(Stored data entries)
....................

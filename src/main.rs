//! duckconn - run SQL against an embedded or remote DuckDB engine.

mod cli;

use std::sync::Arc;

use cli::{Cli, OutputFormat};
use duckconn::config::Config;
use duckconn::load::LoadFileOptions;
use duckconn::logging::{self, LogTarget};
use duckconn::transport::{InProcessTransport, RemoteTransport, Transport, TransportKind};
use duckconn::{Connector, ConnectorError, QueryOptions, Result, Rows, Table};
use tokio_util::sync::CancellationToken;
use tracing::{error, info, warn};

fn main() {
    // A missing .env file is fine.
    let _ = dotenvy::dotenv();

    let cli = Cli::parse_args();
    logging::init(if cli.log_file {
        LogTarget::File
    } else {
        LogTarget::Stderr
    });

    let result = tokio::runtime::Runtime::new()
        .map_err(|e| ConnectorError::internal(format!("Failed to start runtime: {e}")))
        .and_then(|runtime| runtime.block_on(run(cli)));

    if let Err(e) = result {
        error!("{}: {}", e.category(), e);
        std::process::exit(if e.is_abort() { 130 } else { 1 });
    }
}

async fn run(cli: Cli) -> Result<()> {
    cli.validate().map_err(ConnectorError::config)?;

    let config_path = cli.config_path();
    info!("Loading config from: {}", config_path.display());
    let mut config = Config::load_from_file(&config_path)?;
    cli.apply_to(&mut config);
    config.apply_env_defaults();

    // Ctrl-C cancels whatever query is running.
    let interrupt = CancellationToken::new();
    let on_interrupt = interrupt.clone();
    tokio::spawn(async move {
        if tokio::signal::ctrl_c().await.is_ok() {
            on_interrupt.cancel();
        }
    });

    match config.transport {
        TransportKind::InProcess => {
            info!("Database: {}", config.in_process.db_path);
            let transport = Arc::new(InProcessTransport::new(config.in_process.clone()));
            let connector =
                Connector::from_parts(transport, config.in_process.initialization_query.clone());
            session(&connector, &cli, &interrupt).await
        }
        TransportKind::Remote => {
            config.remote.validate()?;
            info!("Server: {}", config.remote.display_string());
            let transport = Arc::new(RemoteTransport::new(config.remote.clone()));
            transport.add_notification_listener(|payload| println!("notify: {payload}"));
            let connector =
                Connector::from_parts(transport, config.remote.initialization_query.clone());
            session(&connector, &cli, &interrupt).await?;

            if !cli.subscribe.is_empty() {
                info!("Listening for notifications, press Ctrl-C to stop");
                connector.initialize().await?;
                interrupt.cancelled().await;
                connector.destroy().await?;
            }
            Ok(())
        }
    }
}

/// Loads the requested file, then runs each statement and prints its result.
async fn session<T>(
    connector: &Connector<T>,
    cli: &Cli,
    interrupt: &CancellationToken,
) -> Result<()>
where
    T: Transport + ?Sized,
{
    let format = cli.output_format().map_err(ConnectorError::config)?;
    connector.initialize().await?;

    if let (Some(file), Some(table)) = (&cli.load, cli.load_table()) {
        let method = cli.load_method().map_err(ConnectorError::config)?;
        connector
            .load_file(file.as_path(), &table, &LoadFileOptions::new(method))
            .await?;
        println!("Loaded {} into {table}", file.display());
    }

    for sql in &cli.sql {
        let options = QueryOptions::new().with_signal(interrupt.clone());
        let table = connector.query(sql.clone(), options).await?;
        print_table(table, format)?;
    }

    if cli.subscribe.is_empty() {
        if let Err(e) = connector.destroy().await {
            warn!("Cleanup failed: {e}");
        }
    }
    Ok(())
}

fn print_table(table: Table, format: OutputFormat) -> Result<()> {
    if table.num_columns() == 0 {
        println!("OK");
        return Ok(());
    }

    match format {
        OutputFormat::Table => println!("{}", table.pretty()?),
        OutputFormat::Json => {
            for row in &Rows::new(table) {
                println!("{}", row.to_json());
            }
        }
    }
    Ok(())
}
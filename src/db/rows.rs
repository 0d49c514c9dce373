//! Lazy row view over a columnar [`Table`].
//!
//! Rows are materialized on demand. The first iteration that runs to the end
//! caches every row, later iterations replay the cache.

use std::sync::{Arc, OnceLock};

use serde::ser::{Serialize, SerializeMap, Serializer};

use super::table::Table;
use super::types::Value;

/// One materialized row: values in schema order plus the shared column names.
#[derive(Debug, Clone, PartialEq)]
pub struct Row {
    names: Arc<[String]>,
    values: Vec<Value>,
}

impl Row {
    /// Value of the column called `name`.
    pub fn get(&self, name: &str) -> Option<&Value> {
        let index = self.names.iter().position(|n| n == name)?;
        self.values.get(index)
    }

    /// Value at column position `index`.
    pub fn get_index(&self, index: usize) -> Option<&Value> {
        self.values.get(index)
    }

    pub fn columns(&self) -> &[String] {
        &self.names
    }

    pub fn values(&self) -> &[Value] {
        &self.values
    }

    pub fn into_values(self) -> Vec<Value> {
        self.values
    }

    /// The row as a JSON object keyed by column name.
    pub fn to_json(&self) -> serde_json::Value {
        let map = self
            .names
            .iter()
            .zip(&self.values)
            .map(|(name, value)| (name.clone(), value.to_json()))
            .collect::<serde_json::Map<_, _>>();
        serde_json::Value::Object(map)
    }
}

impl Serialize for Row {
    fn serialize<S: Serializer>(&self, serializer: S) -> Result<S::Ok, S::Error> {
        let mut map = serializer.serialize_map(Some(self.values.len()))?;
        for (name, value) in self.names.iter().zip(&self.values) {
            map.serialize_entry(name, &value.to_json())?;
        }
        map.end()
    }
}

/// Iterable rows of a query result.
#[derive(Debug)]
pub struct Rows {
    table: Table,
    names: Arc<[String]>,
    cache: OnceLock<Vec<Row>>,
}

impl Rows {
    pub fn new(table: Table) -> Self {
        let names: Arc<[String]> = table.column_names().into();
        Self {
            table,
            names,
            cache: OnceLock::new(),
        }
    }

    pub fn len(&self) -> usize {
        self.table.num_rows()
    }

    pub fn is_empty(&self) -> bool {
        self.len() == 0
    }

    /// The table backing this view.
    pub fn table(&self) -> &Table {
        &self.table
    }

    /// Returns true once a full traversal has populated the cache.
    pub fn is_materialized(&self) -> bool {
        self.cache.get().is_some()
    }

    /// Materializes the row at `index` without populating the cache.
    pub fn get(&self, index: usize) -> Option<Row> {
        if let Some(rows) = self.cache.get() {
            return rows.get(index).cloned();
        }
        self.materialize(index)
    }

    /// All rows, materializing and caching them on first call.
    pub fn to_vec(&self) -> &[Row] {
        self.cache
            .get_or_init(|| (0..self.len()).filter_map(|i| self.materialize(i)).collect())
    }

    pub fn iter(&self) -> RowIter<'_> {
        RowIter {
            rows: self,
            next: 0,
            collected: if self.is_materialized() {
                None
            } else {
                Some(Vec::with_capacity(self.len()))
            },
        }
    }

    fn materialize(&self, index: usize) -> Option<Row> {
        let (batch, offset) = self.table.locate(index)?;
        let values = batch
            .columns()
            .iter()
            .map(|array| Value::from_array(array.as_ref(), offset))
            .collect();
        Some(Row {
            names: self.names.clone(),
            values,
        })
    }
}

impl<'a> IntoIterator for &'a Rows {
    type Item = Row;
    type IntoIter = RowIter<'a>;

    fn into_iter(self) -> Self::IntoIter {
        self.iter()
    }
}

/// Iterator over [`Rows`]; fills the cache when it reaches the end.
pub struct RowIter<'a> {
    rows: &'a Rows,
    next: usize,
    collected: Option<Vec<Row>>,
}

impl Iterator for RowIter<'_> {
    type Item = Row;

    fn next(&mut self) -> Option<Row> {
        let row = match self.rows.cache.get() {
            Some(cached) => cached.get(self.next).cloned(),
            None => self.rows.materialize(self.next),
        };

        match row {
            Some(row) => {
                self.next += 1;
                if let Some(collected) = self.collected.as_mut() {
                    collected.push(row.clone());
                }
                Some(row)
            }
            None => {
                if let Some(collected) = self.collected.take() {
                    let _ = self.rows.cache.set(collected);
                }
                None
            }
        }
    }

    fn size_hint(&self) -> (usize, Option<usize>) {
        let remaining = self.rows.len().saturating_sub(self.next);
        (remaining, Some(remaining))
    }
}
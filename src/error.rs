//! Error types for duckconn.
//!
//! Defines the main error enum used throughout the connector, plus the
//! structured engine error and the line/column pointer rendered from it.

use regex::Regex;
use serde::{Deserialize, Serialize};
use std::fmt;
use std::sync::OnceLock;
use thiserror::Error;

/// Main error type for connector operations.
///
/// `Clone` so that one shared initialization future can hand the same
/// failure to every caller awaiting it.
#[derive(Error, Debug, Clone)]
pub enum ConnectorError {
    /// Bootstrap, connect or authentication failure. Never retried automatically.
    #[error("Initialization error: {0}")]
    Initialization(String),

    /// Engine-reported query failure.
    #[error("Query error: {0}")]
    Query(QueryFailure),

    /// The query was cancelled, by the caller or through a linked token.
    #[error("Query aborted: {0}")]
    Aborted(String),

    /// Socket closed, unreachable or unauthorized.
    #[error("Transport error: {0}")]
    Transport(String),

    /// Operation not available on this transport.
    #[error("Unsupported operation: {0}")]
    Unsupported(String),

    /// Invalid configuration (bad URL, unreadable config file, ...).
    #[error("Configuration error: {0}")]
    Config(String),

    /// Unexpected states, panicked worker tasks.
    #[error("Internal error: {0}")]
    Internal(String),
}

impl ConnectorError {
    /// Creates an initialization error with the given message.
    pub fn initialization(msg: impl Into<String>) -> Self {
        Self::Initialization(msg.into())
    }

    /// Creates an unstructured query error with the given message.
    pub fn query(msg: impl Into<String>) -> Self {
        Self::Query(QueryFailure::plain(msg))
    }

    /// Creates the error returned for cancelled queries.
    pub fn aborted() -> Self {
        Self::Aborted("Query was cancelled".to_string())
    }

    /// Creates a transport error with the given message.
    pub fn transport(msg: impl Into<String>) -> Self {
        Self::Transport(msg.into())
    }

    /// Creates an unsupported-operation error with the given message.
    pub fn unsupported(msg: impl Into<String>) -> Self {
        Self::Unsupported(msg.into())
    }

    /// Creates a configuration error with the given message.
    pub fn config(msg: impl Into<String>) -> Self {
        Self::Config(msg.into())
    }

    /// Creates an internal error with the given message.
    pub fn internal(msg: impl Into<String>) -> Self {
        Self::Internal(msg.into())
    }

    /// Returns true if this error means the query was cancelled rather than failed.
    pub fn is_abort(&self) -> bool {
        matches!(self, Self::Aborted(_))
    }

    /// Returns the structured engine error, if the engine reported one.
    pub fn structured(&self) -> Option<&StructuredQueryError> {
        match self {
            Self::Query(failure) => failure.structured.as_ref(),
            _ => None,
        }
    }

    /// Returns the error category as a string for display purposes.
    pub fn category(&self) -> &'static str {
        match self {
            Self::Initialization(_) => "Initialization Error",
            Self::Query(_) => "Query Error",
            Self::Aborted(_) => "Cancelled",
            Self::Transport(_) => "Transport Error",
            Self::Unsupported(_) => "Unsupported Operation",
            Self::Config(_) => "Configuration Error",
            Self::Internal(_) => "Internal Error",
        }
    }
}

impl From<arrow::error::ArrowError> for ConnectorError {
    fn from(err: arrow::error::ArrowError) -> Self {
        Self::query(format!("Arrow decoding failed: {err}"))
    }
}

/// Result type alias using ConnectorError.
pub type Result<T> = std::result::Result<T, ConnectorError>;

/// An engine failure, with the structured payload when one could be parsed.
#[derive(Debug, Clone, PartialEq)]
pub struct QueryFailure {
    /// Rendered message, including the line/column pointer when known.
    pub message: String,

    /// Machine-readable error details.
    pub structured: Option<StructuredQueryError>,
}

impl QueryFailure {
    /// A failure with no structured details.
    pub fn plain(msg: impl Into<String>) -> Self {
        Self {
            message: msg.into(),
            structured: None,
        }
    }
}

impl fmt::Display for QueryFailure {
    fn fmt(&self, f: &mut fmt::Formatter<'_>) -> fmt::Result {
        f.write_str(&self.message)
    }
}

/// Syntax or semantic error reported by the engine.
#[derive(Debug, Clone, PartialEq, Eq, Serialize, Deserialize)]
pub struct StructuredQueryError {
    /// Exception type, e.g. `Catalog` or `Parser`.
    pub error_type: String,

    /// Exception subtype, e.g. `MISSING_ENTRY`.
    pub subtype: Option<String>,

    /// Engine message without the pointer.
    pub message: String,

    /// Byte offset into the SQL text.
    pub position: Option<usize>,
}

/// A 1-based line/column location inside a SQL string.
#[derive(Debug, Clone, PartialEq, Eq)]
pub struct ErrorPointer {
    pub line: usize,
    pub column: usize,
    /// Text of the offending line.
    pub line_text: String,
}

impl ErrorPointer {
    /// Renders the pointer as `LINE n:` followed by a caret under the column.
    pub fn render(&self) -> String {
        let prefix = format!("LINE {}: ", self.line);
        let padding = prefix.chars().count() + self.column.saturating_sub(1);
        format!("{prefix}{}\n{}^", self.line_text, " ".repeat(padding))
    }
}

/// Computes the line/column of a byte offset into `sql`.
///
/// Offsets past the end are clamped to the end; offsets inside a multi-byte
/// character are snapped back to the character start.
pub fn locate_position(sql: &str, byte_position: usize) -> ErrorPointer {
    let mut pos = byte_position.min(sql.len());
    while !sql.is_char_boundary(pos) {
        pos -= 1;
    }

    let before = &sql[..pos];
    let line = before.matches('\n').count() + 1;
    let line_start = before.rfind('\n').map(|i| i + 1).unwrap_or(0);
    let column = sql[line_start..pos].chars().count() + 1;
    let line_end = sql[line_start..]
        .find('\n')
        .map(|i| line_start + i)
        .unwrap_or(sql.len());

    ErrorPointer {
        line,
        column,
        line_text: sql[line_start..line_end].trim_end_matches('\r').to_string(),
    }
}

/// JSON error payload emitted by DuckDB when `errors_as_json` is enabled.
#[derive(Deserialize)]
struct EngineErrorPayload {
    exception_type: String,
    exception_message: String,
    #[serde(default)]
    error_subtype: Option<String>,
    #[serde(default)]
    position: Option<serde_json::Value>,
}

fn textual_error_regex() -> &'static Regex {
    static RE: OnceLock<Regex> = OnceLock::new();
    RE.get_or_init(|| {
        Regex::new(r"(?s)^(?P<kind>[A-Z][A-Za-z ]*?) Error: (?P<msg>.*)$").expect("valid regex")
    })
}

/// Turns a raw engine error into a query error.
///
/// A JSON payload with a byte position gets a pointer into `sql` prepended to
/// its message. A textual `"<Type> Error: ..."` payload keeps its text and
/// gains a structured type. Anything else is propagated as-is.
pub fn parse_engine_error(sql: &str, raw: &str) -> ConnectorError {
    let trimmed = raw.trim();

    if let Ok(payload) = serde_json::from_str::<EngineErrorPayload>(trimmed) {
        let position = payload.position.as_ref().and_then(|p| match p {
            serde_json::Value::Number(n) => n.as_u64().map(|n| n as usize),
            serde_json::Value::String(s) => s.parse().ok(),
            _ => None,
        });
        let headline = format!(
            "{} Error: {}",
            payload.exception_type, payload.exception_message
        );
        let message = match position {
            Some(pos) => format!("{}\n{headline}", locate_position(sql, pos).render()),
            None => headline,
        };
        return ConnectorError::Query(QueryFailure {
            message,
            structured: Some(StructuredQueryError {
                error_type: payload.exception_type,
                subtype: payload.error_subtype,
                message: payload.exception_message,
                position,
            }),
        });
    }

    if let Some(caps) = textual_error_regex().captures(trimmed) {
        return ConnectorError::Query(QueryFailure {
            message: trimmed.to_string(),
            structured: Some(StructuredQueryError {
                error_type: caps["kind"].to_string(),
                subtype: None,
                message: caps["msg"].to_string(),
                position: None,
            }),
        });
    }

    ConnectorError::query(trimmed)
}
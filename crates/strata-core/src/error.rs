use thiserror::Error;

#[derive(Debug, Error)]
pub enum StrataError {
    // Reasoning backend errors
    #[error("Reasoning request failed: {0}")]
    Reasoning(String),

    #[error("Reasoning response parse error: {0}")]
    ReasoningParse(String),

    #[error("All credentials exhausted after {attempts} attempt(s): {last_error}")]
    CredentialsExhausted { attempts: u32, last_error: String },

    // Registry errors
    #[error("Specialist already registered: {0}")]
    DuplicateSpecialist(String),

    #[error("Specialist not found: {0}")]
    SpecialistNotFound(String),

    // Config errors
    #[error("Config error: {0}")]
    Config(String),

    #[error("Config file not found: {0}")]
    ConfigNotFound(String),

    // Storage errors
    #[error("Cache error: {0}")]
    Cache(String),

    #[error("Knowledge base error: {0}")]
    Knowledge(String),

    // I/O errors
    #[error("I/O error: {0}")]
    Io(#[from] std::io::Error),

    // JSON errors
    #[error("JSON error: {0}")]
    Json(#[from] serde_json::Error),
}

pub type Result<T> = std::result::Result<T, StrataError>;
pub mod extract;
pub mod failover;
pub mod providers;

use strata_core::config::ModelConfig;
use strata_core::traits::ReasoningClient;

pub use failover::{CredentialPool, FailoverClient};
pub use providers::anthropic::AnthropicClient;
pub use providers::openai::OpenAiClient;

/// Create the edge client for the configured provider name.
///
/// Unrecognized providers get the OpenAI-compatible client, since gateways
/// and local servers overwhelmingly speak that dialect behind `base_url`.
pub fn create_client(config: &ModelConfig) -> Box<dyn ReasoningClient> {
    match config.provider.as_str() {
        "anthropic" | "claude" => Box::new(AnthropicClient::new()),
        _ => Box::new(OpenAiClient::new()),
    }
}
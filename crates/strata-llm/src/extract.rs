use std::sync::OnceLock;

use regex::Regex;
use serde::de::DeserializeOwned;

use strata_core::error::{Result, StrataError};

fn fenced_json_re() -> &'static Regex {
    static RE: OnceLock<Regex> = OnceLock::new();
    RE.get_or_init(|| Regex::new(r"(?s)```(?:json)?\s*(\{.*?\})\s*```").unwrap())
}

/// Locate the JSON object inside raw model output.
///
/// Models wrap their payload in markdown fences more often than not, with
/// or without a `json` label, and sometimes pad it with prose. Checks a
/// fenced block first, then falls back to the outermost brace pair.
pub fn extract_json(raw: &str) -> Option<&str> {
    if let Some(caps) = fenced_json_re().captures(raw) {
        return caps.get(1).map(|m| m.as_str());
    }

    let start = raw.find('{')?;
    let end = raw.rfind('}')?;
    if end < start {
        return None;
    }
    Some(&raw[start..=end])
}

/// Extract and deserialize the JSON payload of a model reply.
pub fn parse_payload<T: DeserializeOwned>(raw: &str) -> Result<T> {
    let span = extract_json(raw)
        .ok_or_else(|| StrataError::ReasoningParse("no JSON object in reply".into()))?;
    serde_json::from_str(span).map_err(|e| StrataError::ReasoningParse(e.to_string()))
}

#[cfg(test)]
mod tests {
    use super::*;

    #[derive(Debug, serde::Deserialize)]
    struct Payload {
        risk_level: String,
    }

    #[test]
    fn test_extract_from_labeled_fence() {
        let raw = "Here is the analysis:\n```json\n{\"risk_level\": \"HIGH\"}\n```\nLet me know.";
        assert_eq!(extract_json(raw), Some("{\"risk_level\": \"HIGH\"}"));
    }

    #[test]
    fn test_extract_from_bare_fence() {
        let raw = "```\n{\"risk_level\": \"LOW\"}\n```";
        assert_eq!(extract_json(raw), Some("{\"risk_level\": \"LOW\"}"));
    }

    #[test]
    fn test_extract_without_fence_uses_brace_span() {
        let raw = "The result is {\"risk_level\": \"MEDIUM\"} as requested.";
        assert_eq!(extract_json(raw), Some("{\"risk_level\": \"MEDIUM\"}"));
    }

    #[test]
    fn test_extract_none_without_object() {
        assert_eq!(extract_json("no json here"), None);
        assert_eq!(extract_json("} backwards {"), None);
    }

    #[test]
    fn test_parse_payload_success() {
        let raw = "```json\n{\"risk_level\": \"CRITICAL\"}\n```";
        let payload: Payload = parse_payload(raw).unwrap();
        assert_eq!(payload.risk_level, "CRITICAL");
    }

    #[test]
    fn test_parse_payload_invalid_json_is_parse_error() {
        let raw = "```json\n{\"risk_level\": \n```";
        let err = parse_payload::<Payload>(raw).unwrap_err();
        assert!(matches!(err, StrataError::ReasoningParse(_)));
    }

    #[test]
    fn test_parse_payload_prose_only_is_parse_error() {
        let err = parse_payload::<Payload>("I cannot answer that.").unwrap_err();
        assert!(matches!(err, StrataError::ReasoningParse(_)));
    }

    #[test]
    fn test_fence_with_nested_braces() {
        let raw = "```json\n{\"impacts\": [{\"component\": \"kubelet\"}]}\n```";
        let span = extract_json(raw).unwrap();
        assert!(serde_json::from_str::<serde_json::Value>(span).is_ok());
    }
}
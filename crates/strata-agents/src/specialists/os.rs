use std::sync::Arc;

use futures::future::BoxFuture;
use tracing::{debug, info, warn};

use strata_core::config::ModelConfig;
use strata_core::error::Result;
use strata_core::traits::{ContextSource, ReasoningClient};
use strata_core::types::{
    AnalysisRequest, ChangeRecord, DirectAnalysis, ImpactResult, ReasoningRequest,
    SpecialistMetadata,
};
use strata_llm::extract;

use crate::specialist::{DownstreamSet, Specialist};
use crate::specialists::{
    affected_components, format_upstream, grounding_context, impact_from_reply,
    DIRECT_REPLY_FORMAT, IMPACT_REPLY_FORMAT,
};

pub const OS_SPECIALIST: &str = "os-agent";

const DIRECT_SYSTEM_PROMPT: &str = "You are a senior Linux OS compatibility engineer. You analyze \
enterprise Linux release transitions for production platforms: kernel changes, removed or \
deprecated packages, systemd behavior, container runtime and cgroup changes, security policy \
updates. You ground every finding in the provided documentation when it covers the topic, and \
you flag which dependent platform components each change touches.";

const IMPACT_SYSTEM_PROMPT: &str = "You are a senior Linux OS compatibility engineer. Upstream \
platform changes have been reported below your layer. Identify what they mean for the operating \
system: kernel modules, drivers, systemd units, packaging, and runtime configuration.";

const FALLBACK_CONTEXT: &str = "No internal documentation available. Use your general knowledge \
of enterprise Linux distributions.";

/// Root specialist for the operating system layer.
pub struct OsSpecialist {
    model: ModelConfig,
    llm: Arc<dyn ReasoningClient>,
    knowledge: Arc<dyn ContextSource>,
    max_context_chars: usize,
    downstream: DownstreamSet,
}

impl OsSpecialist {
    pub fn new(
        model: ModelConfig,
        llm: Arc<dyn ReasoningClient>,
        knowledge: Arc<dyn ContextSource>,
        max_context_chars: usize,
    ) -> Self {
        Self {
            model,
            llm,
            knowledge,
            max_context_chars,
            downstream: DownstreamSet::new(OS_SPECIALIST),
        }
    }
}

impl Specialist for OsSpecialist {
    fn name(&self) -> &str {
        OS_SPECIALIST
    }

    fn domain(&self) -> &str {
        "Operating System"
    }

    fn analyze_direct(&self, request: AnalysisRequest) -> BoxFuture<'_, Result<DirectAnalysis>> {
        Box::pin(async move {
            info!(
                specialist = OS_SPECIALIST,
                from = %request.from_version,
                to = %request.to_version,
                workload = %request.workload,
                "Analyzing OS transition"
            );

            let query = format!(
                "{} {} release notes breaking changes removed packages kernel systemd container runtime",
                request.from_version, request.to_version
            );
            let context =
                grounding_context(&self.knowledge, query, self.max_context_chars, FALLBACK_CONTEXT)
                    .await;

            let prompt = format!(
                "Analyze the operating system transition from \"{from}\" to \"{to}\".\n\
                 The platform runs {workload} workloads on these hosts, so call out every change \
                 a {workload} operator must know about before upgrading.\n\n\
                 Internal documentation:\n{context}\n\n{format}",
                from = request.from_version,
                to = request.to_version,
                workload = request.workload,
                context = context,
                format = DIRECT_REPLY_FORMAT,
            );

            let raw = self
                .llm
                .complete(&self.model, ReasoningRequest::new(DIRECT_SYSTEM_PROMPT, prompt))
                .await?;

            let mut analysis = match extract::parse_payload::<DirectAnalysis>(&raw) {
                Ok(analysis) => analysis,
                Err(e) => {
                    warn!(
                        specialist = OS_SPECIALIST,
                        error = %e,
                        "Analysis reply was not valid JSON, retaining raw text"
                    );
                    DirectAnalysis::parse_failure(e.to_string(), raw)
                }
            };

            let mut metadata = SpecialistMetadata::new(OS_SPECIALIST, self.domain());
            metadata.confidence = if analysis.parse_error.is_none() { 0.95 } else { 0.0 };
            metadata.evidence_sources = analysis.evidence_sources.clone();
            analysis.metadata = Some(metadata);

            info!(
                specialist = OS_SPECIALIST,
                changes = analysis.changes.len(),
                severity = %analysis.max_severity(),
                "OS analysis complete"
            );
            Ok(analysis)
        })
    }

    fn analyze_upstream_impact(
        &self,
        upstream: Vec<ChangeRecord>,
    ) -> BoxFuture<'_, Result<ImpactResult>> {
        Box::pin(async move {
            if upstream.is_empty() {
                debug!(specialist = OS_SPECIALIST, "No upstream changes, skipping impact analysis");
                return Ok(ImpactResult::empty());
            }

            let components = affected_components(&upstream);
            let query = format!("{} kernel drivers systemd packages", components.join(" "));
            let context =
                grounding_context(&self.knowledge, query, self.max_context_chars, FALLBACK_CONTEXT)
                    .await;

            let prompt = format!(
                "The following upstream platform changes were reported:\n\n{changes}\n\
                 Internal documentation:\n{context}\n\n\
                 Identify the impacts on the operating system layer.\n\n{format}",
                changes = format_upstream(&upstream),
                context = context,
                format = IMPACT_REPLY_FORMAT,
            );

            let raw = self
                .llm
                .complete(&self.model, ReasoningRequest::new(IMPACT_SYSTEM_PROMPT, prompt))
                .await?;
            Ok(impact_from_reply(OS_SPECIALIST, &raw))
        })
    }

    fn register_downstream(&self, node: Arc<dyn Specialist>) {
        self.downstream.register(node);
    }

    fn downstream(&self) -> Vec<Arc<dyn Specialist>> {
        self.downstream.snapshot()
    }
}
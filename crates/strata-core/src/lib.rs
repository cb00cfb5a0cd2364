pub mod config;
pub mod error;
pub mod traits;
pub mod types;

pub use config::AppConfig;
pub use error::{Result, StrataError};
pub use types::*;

....................

Every line of the data above that includes "caller" should be listed.

/// failure to every caller awaiting it.
    /// The query was cancelled, by the caller or through a linked token.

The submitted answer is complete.